> [Exercise]: Tell how many lines below include the word "apply". Only the number should appear.
● ● ● ● ● ● ●
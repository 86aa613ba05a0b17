use annotext_engine::{
    Cmd, CommentPanel, Direction, Document, Editor, FormatInput, Point, Range, io,
};
use crossterm::event::{KeyCode, KeyEvent, KeyModifiers};
use std::path::PathBuf;

/// Which part of the screen receives typed keys
#[derive(Debug, Clone, Copy, PartialEq, Eq)]
pub enum Focus {
    Editor,
    Panel,
}

pub struct App {
    pub document_path: PathBuf,
    pub editor: Editor,
    pub panel: CommentPanel,
    pub focus: Focus,
    pub placeholder: String,
    pub status: String,
    saved: Document,
}

impl App {
    pub fn new(document_path: PathBuf, editor: Editor, placeholder: String) -> Self {
        let mut app = Self {
            document_path,
            saved: editor.document().clone(),
            editor,
            panel: CommentPanel::new(),
            focus: Focus::Editor,
            placeholder,
            status: String::new(),
        };
        app.editor.set_focused(true);
        app.editor.select(Some(Range::caret(Point::default())));
        app.panel.refresh(&app.editor);
        app
    }

    pub fn is_dirty(&self) -> bool {
        self.editor.document() != &self.saved
    }

    /// Handle one key press. Returns `false` once the user asked to quit.
    pub fn handle_key(&mut self, key: KeyEvent) -> bool {
        let ctrl = key.modifiers.contains(KeyModifiers::CONTROL);
        if ctrl && key.code == KeyCode::Char('q') {
            return false;
        }

        // document-wide bindings work whichever side has focus
        match key.code {
            KeyCode::Char('z') if ctrl => self.undo(),
            KeyCode::Char('y') if ctrl => self.redo(),
            KeyCode::Char('s') if ctrl => self.save(),
            _ => match self.focus {
                Focus::Editor => self.handle_editor_key(key, ctrl),
                Focus::Panel => self.handle_panel_key(key, ctrl),
            },
        }

        self.panel.refresh(&self.editor);
        if self.focus == Focus::Panel && !self.panel.is_visible() {
            self.focus_editor();
        }
        true
    }

    fn handle_editor_key(&mut self, key: KeyEvent, ctrl: bool) {
        let extend = key.modifiers.contains(KeyModifiers::SHIFT);

        match key.code {
            KeyCode::Char('b') if ctrl => self.format(FormatInput::Bold),
            KeyCode::Char('i') if ctrl => self.format(FormatInput::Italic),
            KeyCode::Char('u') if ctrl => self.format(FormatInput::Underline),
            KeyCode::Char('k') if ctrl => self.format(FormatInput::Comment),
            KeyCode::Char('a') if ctrl => self.editor.select_all(),
            KeyCode::Char(c) if !ctrl => {
                self.editor.apply(Cmd::InsertText {
                    text: c.to_string(),
                });
            }
            KeyCode::Enter => {
                self.editor.apply(Cmd::SplitBlock);
            }
            KeyCode::Backspace => {
                self.editor.apply(Cmd::DeleteBackward);
            }
            KeyCode::Delete => {
                self.editor.apply(Cmd::DeleteForward);
            }
            KeyCode::Left => self.editor.move_caret(Direction::Left, extend),
            KeyCode::Right => self.editor.move_caret(Direction::Right, extend),
            KeyCode::Up => self.editor.move_caret(Direction::Up, extend),
            KeyCode::Down => self.editor.move_caret(Direction::Down, extend),
            KeyCode::Home => self.editor.move_caret(Direction::LineStart, extend),
            KeyCode::End => self.editor.move_caret(Direction::LineEnd, extend),
            KeyCode::Tab if self.panel.is_visible() => {
                // the editor loses focus but keeps its selection
                self.focus = Focus::Panel;
                self.editor.set_focused(false);
            }
            _ => {}
        }
    }

    fn handle_panel_key(&mut self, key: KeyEvent, ctrl: bool) {
        match key.code {
            KeyCode::Char(c) if !ctrl => self.panel.draft_mut().push(c),
            KeyCode::Backspace => {
                self.panel.draft_mut().pop();
            }
            KeyCode::Enter => {
                if self.panel.apply(&mut self.editor).is_some() {
                    self.status = "Comment saved".to_string();
                }
            }
            KeyCode::Esc => {
                if self.panel.cancel(&mut self.editor).is_some() {
                    self.status = "Comment removed".to_string();
                }
                self.focus_editor();
            }
            KeyCode::Tab => self.focus_editor(),
            _ => {}
        }
    }

    fn undo(&mut self) {
        if self.editor.undo().is_none() {
            self.status = "Nothing to undo".to_string();
        }
    }

    fn redo(&mut self) {
        if self.editor.redo().is_none() {
            self.status = "Nothing to redo".to_string();
        }
    }

    fn focus_editor(&mut self) {
        self.focus = Focus::Editor;
        self.editor.set_focused(true);
    }

    fn format(&mut self, input: FormatInput) {
        let draft = self.panel.draft().to_string();
        let cmd = input.to_cmd(Some(&draft));
        self.editor.apply(cmd);
    }

    fn save(&mut self) {
        match io::write_document(&self.document_path, self.editor.document()) {
            Ok(()) => {
                self.saved = self.editor.document().clone();
                self.status = format!("Saved {}", self.document_path.display());
            }
            Err(e) => {
                log::error!("save failed: {e}");
                self.status = format!("Save failed: {e}");
            }
        }
    }
}

#[cfg(test)]
mod tests {
    use super::*;
    use annotext_engine::{Block, Leaf, Mark};
    use pretty_assertions::assert_eq;

    fn app_with(leaves: Vec<Leaf>) -> App {
        let document = Document::from_blocks(vec![Block::paragraph(leaves)]);
        App::new(
            PathBuf::from("unused.json"),
            Editor::new(document),
            "Enter some text...".to_string(),
        )
    }

    fn press(app: &mut App, code: KeyCode) -> bool {
        app.handle_key(KeyEvent::new(code, KeyModifiers::NONE))
    }

    fn press_with(app: &mut App, code: KeyCode, modifiers: KeyModifiers) -> bool {
        app.handle_key(KeyEvent::new(code, modifiers))
    }

    fn select_word(app: &mut App, len: usize) {
        for _ in 0..len {
            press_with(app, KeyCode::Right, KeyModifiers::SHIFT);
        }
    }

    #[test]
    fn test_typing_and_ctrl_bold() {
        let mut app = app_with(vec![Leaf::new("")]);

        for c in "hey".chars() {
            press(&mut app, KeyCode::Char(c));
        }
        press(&mut app, KeyCode::Home);
        select_word(&mut app, 3);
        press_with(&mut app, KeyCode::Char('b'), KeyModifiers::CONTROL);

        assert_eq!(
            app.editor.document().blocks()[0].children,
            vec![Leaf::new("hey").with(Mark::Bold)]
        );
        assert!(app.is_dirty());
    }

    #[test]
    fn test_ctrl_q_quits() {
        let mut app = app_with(vec![Leaf::new("x")]);
        assert!(press(&mut app, KeyCode::Char('q')));
        assert!(!press_with(&mut app, KeyCode::Char('q'), KeyModifiers::CONTROL));
    }

    #[test]
    fn test_comment_through_panel() {
        let mut app = app_with(vec![Leaf::new("note this")]);
        select_word(&mut app, 4);
        assert!(app.panel.is_visible());

        press(&mut app, KeyCode::Tab);
        assert_eq!(app.focus, Focus::Panel);
        assert!(!app.editor.is_focused());
        assert!(app.panel.is_visible());

        for c in "why".chars() {
            press(&mut app, KeyCode::Char(c));
        }
        press(&mut app, KeyCode::Enter);

        assert_eq!(
            app.editor.document().blocks()[0].children,
            vec![Leaf::new("note").with_comment("why"), Leaf::new(" this")]
        );

        press(&mut app, KeyCode::Esc);
        assert_eq!(app.focus, Focus::Editor);
        assert_eq!(
            app.editor.document().blocks()[0].children,
            vec![Leaf::new("note this")]
        );
    }

    #[test]
    fn test_tab_ignored_while_panel_hidden() {
        let mut app = app_with(vec![Leaf::new("text")]);
        assert!(!app.panel.is_visible());

        press(&mut app, KeyCode::Tab);

        assert_eq!(app.focus, Focus::Editor);
        assert_eq!(app.editor.document().text(), "text");
    }

    #[test]
    fn test_undo_with_empty_history_sets_status() {
        let mut app = app_with(vec![Leaf::new("text")]);
        press_with(&mut app, KeyCode::Char('z'), KeyModifiers::CONTROL);
        assert_eq!(app.status, "Nothing to undo");
    }

    #[test]
    fn test_document_shortcuts_work_from_panel() {
        let dir = tempfile::tempdir().unwrap();
        let mut app = app_with(vec![Leaf::new("note this")]);
        app.document_path = dir.path().join("doc.json");
        select_word(&mut app, 4);
        press(&mut app, KeyCode::Tab);
        press(&mut app, KeyCode::Char('x'));

        press_with(&mut app, KeyCode::Char('s'), KeyModifiers::CONTROL);

        assert!(app.document_path.exists());
        assert_eq!(app.panel.draft(), "x");
        assert_eq!(app.focus, Focus::Panel);
        assert!(app.status.starts_with("Saved"));

        press(&mut app, KeyCode::Enter);
        assert!(app.editor.is_mark_active(Mark::Comment));

        press_with(&mut app, KeyCode::Char('z'), KeyModifiers::CONTROL);
        assert_eq!(
            app.editor.document().blocks()[0].children,
            vec![Leaf::new("note this")]
        );
        assert_eq!(app.panel.draft(), "");

        press_with(&mut app, KeyCode::Char('y'), KeyModifiers::CONTROL);
        assert!(app.editor.is_mark_active(Mark::Comment));
        assert_eq!(app.panel.draft(), "x");
    }
}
● ● ● ● ● ● ●
> [Answer for this exercise]: 6